Earlier this year Canada announced it will create a NATO centre of excellence for the study of climate and security. Learning how to integrate machine learning, AI and remote sensing for conservation and climate change efforts should be central to its mission.
As any good commander knows, there is a pattern to strong and effective decision-making. Military folks know it as the OODA loop, an acronym that stands for observe, orient, decide, and act.
The ever-increasing clarity, accessibility and affordability of high-resolution satellite imagery is strengthening our collective ability to conserve, protect and rehabilitate ecosystems and species at risk.
AI and remote sensing for conservation helps in three important ways.
First, those eyes in the sky that provide a level of real-time monitoring, formerly reserved for national security forces, are now available to commercial, non-profit, and public sector entities. As Norm wrote recently, technological advances in satellites and near-earth imagery have accelerated space-based investments, and all that activity is increasing supply and demand, lowering costs for both producers and purchasers.
Not only are we seeing a growth in the amount of imagery, even more impressive is the clarity of those images. Those grainy aerial photos of the past have been replaced with super-clear images that enable viewers to not only see vehicles but identify whether they’re looking at a Camry or a Corvette.

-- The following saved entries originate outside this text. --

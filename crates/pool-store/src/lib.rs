//! Egg Pool Store
//!
//! Read-with-token / conditional-write access to the shared document.
//!
//! # Core Concepts
//!
//! - [`DocumentStore`]: The two-operation contract every backend implements
//! - [`GitHubContentsStore`]: Backend over the GitHub repository contents API
//! - [`MemoryStore`]: In-process backend with the same conflict semantics
//!
//! # Architecture
//!
//! ```text
//! read()  ──► GET  /repos/{owner}/{repo}/contents/{path}  ──► Snapshot { document, sha }
//! write() ──► PUT  /repos/{owner}/{repo}/contents/{path}  { message, content, sha, branch }
//!                 409 / 422 ──► PoolError::Conflict
//!                 other     ──► PoolError::Transport
//! ```
//!
//! The store never caches a token: every `read` goes to the backend.

#![warn(missing_docs)]
#![warn(unreachable_pub)]

mod github;
mod memory;
mod store;
mod wire;

// Re-exports
pub use github::{GitHubContentsConfig, GitHubContentsStore};
pub use memory::MemoryStore;
pub use store::{DocumentStore, WriteReceipt};
pub use wire::{decode_content, encode_document};

/// Version of this crate
pub const VERSION: &str = env!("CARGO_PKG_VERSION");
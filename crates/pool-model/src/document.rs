//! Versioned documents
//!
//! The shared document is a plain JSON array. Version tokens are opaque: the
//! store mints them, clients only hand them back.

use serde::{Deserialize, Serialize};

/// Opaque version token (a blob sha for the GitHub store)
#[derive(Debug, Clone, PartialEq, Eq, Hash, Serialize, Deserialize)]
#[serde(transparent)]
pub struct VersionToken(String);

impl VersionToken {
    /// Wrap a token string
    #[inline]
    #[must_use]
    pub fn new(token: impl Into<String>) -> Self {
        Self(token.into())
    }

    /// Borrow as string
    #[inline]
    #[must_use]
    pub fn as_str(&self) -> &str {
        &self.0
    }

    /// First 7 characters, for log lines
    #[must_use]
    pub fn short(&self) -> &str {
        self.0.get(..7).unwrap_or(&self.0)
    }
}

impl std::fmt::Display for VersionToken {
    fn fmt(&self, f: &mut std::fmt::Formatter<'_>) -> std::fmt::Result {
        f.write_str(&self.0)
    }
}

/// Ordered sequence of records
#[derive(Debug, Clone, PartialEq, Serialize, Deserialize)]
#[serde(transparent)]
pub struct Document<R> {
    records: Vec<R>,
}

impl<R> Document<R> {
    /// Empty document
    #[inline]
    #[must_use]
    pub fn new() -> Self {
        Self {
            records: Vec::new(),
        }
    }

    /// Document holding the given records in order
    #[inline]
    #[must_use]
    pub fn from_records(records: Vec<R>) -> Self {
        Self { records }
    }

    /// Records, oldest first
    #[inline]
    #[must_use]
    pub fn records(&self) -> &[R] {
        &self.records
    }

    /// Records, newest first
    pub fn newest_first(&self) -> impl Iterator<Item = &R> {
        self.records.iter().rev()
    }

    /// Number of records
    #[inline]
    #[must_use]
    pub fn len(&self) -> usize {
        self.records.len()
    }

    /// Whether the document holds no records
    #[inline]
    #[must_use]
    pub fn is_empty(&self) -> bool {
        self.records.is_empty()
    }

    /// Append in place
    #[inline]
    pub fn push(&mut self, record: R) {
        self.records.push(record);
    }

    /// Consume into the record vector
    #[inline]
    #[must_use]
    pub fn into_records(self) -> Vec<R> {
        self.records
    }
}

impl<R: Clone> Document<R> {
    /// Copy of this document with one record appended
    #[must_use]
    pub fn with_appended(&self, record: R) -> Self {
        let mut next = self.clone();
        next.push(record);
        next
    }
}

impl<R> Default for Document<R> {
    fn default() -> Self {
        Self::new()
    }
}

/// A document together with the token it was read at
#[derive(Debug, Clone, PartialEq)]
pub struct Snapshot<R> {
    /// Document content
    pub document: Document<R>,
    /// Token required by the next conditional write
    pub version: VersionToken,
}

impl<R> Snapshot<R> {
    /// Pair a document with its token
    #[inline]
    #[must_use]
    pub fn new(document: Document<R>, version: VersionToken) -> Self {
        Self { document, version }
    }
}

Second, that clarity, coupled with the amount of earth observation data being produced gives decision-makers a rich and ever-growing body of data with which to mine for insights. This is critically important in the field of conservation and environmental security because it enhances understanding of an ecosystem and how various elements within it intersect, interact and change. Earth intelligence enables decision-makers to quickly assess and analyze any place on earth, giving them an accurate and complete view of their field of interest.
Better data means better, faster decision-making, which leads to the third way earth observation technology can enhance conservation and environmental security.
It enables data-informed action, such as stronger, more focused policy development, land use planning and rehabilitation, development siting, and, in the case of bad actors, stronger enforcement and protection.
That’s how our eyes in our skies can help those of us with our boots on the ground secure the health and conservation of this shared land we call home.